→ WORK REQUIRED
In the records below, find each line containing the word "AnalysisInDomainResult" and copy it.

→ THE DATA

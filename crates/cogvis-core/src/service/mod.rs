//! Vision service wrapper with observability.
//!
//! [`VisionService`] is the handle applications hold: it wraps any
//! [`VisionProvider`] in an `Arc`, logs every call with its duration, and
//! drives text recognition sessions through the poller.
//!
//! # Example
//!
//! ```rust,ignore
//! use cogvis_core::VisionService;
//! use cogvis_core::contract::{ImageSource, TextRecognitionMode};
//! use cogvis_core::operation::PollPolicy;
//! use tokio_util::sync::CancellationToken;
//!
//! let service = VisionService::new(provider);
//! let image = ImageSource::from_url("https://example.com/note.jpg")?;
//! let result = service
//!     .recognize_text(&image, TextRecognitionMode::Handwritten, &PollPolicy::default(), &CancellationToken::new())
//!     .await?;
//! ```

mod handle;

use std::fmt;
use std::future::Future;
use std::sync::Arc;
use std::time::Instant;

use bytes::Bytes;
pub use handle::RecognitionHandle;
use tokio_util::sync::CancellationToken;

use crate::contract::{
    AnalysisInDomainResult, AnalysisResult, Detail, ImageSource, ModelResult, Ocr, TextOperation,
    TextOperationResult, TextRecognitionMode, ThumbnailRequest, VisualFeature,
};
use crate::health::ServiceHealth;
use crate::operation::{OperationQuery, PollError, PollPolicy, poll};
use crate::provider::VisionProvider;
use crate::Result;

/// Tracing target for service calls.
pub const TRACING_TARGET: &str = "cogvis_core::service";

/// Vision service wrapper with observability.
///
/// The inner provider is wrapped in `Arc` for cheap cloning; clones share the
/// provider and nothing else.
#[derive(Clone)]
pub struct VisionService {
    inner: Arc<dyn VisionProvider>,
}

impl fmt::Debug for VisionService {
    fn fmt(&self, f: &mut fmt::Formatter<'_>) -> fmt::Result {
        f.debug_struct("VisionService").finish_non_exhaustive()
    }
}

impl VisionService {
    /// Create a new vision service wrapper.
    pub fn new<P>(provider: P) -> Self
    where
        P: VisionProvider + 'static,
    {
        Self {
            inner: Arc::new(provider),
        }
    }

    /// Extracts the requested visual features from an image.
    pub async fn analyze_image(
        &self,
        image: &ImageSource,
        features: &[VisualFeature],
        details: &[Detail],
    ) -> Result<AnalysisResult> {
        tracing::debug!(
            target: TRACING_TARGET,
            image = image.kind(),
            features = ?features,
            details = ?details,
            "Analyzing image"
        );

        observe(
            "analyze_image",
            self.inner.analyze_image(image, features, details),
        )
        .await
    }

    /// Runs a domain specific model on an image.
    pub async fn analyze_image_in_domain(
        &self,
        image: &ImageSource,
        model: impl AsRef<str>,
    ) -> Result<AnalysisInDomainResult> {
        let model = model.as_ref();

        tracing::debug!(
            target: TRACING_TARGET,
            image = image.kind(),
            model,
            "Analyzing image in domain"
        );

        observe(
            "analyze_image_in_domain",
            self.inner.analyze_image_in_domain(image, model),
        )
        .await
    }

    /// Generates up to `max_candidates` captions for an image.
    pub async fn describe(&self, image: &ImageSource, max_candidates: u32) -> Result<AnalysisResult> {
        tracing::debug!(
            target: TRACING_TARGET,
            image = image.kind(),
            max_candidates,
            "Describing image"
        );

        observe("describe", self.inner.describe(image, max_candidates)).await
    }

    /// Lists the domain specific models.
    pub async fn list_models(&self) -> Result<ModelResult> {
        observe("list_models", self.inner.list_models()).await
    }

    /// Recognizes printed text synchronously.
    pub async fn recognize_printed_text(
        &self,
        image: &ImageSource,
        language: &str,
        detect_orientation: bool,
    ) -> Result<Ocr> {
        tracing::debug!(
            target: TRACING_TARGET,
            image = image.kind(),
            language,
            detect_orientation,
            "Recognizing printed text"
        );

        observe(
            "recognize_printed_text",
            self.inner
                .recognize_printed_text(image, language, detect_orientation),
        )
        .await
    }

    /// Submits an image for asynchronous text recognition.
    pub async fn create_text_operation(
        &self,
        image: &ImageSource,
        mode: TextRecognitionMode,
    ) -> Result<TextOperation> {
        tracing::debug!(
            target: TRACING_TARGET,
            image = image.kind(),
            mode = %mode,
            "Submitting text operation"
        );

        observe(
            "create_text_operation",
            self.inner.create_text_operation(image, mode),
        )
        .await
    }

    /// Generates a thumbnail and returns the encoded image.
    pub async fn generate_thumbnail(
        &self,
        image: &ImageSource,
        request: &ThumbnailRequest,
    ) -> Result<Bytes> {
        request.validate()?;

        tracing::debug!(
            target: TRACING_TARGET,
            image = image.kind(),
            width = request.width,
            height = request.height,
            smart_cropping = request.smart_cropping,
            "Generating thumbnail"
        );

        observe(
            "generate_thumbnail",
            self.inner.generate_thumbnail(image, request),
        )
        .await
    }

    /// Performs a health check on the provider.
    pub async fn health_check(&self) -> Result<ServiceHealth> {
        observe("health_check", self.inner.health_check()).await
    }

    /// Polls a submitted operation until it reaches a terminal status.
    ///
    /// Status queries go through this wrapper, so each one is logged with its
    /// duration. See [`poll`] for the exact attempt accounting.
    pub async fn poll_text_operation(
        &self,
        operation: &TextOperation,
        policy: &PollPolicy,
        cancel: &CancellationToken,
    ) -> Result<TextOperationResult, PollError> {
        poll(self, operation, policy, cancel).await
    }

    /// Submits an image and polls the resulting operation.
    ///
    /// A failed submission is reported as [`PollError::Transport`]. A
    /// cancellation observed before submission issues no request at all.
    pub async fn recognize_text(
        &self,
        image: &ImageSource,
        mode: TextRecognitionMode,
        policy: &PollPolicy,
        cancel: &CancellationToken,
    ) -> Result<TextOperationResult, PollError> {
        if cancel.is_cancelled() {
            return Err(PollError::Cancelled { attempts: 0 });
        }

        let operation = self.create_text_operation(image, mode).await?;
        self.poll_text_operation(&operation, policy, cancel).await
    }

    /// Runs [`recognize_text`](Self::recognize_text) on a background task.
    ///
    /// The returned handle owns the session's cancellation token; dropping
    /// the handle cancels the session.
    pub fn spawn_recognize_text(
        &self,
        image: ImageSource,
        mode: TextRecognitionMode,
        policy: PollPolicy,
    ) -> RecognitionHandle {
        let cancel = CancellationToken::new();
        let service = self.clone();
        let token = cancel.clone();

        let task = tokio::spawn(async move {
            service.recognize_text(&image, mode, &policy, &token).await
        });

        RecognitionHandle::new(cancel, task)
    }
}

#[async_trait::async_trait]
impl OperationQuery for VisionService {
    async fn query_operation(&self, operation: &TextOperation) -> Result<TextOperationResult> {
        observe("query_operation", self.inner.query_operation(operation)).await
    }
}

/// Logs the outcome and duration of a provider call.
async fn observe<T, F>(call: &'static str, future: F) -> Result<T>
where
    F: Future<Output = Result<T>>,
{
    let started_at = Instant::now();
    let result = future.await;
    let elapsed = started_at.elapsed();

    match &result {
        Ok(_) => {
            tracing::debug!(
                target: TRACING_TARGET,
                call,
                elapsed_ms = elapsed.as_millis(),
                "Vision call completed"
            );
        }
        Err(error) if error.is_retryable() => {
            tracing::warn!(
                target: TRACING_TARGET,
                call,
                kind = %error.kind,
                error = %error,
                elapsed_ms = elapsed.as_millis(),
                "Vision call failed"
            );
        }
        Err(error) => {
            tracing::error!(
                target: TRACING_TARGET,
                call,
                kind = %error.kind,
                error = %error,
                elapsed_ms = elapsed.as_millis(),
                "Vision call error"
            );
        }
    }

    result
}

--

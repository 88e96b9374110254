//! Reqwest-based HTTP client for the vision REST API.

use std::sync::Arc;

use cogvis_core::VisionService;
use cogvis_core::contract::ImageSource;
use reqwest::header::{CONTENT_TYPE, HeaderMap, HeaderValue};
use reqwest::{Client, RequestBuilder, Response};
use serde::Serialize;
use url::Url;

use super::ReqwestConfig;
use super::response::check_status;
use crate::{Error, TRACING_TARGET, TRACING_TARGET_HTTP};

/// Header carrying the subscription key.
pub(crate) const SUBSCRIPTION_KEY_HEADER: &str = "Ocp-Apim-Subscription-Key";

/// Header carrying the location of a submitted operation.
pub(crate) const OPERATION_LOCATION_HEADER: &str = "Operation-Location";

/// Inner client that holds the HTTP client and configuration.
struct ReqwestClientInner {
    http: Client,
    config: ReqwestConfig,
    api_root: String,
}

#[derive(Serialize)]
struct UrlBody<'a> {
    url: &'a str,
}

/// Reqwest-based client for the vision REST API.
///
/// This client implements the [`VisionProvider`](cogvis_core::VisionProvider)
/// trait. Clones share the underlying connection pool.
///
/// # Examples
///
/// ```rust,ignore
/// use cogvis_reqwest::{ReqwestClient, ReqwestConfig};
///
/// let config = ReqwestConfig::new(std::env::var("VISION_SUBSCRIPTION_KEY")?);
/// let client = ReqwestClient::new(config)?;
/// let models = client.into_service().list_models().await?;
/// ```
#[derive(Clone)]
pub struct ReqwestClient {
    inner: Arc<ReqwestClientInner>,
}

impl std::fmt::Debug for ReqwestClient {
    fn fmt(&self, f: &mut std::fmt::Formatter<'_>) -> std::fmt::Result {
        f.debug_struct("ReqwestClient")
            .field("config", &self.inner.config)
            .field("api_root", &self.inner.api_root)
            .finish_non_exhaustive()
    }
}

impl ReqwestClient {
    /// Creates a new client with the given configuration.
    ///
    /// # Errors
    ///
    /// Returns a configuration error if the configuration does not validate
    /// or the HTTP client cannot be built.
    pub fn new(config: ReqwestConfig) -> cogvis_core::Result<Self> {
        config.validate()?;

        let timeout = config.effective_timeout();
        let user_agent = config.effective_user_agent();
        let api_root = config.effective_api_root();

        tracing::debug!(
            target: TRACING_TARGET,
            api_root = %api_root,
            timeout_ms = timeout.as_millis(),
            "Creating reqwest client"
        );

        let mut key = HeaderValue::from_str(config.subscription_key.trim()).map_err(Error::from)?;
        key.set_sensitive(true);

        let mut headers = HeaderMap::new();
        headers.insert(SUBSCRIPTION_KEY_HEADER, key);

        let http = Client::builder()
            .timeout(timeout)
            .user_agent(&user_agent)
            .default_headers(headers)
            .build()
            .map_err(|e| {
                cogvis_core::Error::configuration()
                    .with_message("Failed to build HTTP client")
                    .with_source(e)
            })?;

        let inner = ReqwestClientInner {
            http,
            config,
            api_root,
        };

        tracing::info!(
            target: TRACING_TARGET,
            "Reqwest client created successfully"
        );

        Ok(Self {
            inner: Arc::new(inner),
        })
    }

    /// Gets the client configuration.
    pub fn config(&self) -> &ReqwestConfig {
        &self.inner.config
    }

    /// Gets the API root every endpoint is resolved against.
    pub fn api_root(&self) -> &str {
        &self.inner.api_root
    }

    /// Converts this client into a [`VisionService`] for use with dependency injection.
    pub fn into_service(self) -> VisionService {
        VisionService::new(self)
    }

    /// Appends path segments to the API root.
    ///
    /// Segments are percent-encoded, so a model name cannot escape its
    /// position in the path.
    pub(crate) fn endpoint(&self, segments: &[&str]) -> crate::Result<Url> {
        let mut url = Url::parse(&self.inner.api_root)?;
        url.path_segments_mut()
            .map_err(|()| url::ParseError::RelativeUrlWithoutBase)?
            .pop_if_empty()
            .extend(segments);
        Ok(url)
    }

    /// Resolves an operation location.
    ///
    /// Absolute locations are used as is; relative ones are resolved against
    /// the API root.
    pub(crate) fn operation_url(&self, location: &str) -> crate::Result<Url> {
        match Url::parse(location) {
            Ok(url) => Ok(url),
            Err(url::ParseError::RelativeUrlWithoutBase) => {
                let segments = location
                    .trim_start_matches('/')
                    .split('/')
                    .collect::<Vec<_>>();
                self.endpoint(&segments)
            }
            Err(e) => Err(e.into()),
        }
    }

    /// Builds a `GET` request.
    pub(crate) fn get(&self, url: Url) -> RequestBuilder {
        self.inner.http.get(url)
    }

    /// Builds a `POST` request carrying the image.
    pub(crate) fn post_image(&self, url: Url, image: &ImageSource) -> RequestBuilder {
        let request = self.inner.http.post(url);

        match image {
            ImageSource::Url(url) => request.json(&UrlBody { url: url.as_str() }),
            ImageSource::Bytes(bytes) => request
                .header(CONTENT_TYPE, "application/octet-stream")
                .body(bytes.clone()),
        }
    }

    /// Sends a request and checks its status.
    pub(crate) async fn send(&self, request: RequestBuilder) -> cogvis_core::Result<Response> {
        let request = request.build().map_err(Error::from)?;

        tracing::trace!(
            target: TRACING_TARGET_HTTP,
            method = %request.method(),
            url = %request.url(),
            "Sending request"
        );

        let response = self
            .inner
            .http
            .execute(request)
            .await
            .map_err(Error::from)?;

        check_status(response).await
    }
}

==

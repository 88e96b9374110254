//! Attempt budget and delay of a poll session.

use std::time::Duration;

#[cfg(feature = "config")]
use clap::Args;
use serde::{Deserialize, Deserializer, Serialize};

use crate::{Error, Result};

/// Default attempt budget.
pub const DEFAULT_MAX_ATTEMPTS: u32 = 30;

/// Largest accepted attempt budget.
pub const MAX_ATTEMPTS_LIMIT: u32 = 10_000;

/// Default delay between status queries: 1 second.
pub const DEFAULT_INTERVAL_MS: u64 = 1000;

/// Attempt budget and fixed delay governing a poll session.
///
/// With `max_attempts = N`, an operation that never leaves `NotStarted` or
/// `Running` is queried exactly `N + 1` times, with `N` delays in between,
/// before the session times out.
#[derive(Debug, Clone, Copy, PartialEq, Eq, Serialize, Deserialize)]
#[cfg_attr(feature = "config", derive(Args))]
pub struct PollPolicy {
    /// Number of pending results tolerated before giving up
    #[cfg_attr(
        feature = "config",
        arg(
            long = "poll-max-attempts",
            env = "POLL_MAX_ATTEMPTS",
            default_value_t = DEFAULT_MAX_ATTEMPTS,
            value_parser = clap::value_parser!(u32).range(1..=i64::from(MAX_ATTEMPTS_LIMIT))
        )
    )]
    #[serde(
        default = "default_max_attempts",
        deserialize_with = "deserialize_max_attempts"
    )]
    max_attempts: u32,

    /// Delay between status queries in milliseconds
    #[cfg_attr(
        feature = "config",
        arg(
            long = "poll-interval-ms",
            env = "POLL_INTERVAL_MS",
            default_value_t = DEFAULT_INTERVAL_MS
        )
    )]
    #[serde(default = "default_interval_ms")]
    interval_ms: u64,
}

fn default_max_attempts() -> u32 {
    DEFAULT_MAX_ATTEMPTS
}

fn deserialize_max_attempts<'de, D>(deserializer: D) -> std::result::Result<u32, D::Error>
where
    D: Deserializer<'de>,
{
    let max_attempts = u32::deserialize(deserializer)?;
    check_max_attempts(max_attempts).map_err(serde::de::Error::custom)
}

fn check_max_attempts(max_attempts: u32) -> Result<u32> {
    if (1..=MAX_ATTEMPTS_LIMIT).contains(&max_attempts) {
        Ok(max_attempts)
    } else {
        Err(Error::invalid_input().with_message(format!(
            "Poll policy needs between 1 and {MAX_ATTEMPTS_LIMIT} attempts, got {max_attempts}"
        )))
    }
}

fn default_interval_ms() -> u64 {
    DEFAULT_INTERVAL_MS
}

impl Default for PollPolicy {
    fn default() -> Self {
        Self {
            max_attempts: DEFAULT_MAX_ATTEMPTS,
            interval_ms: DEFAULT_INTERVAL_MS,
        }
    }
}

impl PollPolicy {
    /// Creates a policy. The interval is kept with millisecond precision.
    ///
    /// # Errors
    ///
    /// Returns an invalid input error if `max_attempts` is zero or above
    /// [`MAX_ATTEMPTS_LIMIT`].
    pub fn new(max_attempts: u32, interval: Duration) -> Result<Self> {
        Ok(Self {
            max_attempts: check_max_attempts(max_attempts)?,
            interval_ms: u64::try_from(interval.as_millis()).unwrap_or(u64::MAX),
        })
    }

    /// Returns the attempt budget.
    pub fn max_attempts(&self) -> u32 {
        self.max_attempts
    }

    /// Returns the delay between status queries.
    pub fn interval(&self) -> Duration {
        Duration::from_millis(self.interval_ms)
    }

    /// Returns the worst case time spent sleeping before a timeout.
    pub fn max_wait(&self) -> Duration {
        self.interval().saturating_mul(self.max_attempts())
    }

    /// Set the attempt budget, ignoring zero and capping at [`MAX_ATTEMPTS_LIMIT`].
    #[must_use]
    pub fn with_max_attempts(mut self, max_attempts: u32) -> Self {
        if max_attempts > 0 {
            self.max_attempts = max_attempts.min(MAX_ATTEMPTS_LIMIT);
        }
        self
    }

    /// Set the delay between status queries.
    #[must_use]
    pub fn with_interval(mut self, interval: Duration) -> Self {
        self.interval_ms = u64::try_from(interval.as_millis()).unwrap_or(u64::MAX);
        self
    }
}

→ EXERCISE OUTPUT
    AnalysisInDomainResult, AnalysisResult, Detail, ImageSource, ModelResult, Ocr, TextOperation,
    ) -> Result<AnalysisInDomainResult> {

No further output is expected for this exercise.